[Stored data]
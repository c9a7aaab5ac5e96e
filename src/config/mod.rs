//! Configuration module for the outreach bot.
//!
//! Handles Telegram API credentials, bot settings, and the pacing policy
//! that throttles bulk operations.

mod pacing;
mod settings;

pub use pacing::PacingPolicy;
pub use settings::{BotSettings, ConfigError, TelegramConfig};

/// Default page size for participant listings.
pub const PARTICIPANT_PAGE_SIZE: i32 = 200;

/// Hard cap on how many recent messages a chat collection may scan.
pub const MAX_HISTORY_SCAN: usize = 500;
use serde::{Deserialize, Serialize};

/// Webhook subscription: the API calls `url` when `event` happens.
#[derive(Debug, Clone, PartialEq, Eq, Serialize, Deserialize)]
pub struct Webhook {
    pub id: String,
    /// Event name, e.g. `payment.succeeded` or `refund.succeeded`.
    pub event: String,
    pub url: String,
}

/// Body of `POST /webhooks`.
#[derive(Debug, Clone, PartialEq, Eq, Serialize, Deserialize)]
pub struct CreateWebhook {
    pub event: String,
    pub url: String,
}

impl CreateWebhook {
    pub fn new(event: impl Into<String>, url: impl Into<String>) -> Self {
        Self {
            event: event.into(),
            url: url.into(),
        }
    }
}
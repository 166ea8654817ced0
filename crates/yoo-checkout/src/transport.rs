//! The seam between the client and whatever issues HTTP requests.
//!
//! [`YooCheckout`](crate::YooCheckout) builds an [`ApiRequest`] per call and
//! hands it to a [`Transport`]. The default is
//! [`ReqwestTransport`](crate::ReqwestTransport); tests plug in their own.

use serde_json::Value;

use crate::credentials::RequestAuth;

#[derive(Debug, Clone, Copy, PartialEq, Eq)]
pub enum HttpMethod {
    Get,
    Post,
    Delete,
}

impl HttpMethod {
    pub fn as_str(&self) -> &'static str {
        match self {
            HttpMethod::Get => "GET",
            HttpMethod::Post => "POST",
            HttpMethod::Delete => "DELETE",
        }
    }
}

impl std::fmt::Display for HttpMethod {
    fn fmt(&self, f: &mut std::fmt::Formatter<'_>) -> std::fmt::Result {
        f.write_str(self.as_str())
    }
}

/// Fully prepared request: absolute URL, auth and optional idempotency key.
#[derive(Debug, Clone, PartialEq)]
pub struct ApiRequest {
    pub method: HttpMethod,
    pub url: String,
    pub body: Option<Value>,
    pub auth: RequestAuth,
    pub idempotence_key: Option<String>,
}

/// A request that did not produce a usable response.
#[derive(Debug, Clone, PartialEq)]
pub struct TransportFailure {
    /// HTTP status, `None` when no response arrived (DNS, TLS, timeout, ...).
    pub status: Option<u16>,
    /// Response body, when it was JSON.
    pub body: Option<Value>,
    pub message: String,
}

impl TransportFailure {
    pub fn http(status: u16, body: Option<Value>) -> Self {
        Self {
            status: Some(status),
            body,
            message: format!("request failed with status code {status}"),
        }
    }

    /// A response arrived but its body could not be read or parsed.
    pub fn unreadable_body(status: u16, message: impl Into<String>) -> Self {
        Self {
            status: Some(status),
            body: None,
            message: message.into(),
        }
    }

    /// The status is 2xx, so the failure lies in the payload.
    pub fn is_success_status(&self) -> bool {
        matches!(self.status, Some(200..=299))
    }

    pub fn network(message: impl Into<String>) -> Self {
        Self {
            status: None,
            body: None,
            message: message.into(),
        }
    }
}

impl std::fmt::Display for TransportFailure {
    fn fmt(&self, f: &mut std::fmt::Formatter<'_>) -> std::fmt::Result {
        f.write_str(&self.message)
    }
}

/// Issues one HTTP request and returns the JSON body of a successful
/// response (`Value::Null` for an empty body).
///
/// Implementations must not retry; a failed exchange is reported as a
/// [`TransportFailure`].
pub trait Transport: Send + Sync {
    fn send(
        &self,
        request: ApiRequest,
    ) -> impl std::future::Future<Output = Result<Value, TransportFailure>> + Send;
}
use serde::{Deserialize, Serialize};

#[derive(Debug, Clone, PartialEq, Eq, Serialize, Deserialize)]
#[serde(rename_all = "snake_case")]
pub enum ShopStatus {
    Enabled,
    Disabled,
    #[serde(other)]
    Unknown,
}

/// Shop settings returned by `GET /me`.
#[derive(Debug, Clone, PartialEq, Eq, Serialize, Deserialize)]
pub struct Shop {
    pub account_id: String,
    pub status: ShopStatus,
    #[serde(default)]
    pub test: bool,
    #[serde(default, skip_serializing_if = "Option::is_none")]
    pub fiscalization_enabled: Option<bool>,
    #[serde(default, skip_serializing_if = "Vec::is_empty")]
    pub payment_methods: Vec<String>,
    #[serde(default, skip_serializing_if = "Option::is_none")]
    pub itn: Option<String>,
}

Your assignment - Nothing should appear in the answer except the lines from the one containing "#[serde(other)]" to the end of the data above, reproduced exactly.

Written answer -
    #[serde(other)]
    Unknown,
}

/// Shop settings returned by `GET /me`.
#[derive(Debug, Clone, PartialEq, Eq, Serialize, Deserialize)]
pub struct Shop {
    pub account_id: String,
    pub status: ShopStatus,
    #[serde(default)]
    pub test: bool,
    #[serde(default, skip_serializing_if = "Option::is_none")]
    pub fiscalization_enabled: Option<bool>,
    #[serde(default, skip_serializing_if = "Vec::is_empty")]
    pub payment_methods: Vec<String>,
    #[serde(default, skip_serializing_if = "Option::is_none")]
    pub itn: Option<String>,
}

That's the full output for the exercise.